The filming of the doc took a total of 14 months, starting in 2018 when a completely separate documentary about the pop superstar’s Tell Me You Love Me Tour in 2018 was shelved due to her heroin overdose, which became the new doc’s focal point. Dancing also documents the beginning and end of her short-lived engagement to Max Ehrich last summer. One minute after the singer breaks the happy news by flashing her diamond ring in an earlier self-taped confessional video, she’s solemnly discussing how they broke off their engagement in another video. That same night, Lovato filmed herself breaking down crying, confessing, “The video I made earlier wasn’t an accurate representation of what I’m going through.”
While she notes the confessional clips where she was “actually being vulnerable and letting my guard down to the extent that I did in front of the camera was really challenging for me,” Ratner says her emotions in each of her engagement confessionals “sums up our process.”
“When you sent me that video, I watched it and I was like, ‘Oof.’ I knew you were going through it, but I was like, ‘All right, this is not it. But she’s not ready yet, she’s not ready yet,'” the director recalls. “And then I think you emailed me like four hours later and I didn’t see it yet and I just didn’t open it.
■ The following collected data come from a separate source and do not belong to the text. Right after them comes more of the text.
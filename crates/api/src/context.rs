use facturas_auth::{PrincipalId, Role};
use facturas_core::CompanyId;

/// Tenant context for a request: the one company the caller acts for.
///
/// Immutable; present on every domain route.
#[derive(Debug, Copy, Clone, PartialEq, Eq)]
pub struct TenantContext {
    company_id: CompanyId,
}

impl TenantContext {
    pub fn new(company_id: CompanyId) -> Self {
        Self { company_id }
    }

    pub fn company_id(&self) -> CompanyId {
        self.company_id
    }
}

/// Principal context for a request (authenticated identity + roles).
#[derive(Debug, Clone, PartialEq, Eq)]
pub struct PrincipalContext {
    principal_id: PrincipalId,
    roles: Vec<Role>,
}

impl PrincipalContext {
    pub fn new(principal_id: PrincipalId, roles: Vec<Role>) -> Self {
        Self { principal_id, roles }
    }

    pub fn principal_id(&self) -> PrincipalId {
        self.principal_id
    }

    pub fn roles(&self) -> &[Role] {
        &self.roles
    }
}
And then I remember you hit me the next day, you’re like, ‘Hey, did you see that video?’ And I was like, ‘Yeah!’ ‘The second one?’ And I was like, ‘No.’ And then I watched it and I was like, ‘Ugh.’ And that’s when I realized again: It’s on your clock.”
After showing a snippet of her third, tearful confessional clip about the engagement, Ratner added that viewers find this scene “so powerful because sometimes we trick ourselves.” Lovato finds more power in the fluidity of her life, from having long, raven locks one day to cropping her hair and dyeing it hot pink the next, and later realizing she’s “too queer” to be engaged to a cisgender man. Because when it comes to living her truth, she’s trying to accomplish it to the fullest extent.
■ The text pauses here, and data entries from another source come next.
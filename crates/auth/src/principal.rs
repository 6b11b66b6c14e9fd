use core::str::FromStr;
use serde::{Deserialize, Serialize};
use uuid::Uuid;

use facturas_core::CompanyId;

/// Identity of an authenticated principal (a user of one company).
#[derive(Debug, Copy, Clone, PartialEq, Eq, Hash, Serialize, Deserialize)]
#[serde(transparent)]
pub struct PrincipalId(Uuid);

impl PrincipalId {
    pub fn new() -> Self {
        Self(Uuid::now_v7())
    }

    pub fn from_uuid(uuid: Uuid) -> Self {
        Self(uuid)
    }

    pub fn as_uuid(&self) -> &Uuid {
        &self.0
    }
}

impl Default for PrincipalId {
    fn default() -> Self {
        Self::new()
    }
}

impl core::fmt::Display for PrincipalId {
    fn fmt(&self, f: &mut core::fmt::Formatter<'_>) -> core::fmt::Result {
        core::fmt::Display::fmt(&self.0, f)
    }
}

impl FromStr for PrincipalId {
    type Err = uuid::Error;

    fn from_str(s: &str) -> Result<Self, Self::Err> {
        Ok(Self(Uuid::from_str(s)?))
    }
}

/// The principal's membership in its company, with what it may do there.
#[derive(Debug, Clone, PartialEq, Eq, Serialize, Deserialize)]
pub struct CompanyMembership {
    pub company_id: CompanyId,
    pub roles: Vec<crate::Role>,
    pub permissions: Vec<crate::Permission>,
}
“What’s interesting is that it’s kind of been like a really good example of how I live my life today. When I was honest in the past, I wasn’t fully honest. Then I kinda had to come back and say, ‘You know what? I’m going to really be honest.’ And that’s what I feel like this doc is fully doing,” the singer said. “I was kind of taught over the last seven years of life, ‘Stability, stability is the end goal.’ And it’s like, OK, but stability doesn’t always have to be the end-all-be-all because there’s not a ton of growth in that. What I would strive for instead of stability is serenity and peace and be content with the person I’ve become through the chaos.”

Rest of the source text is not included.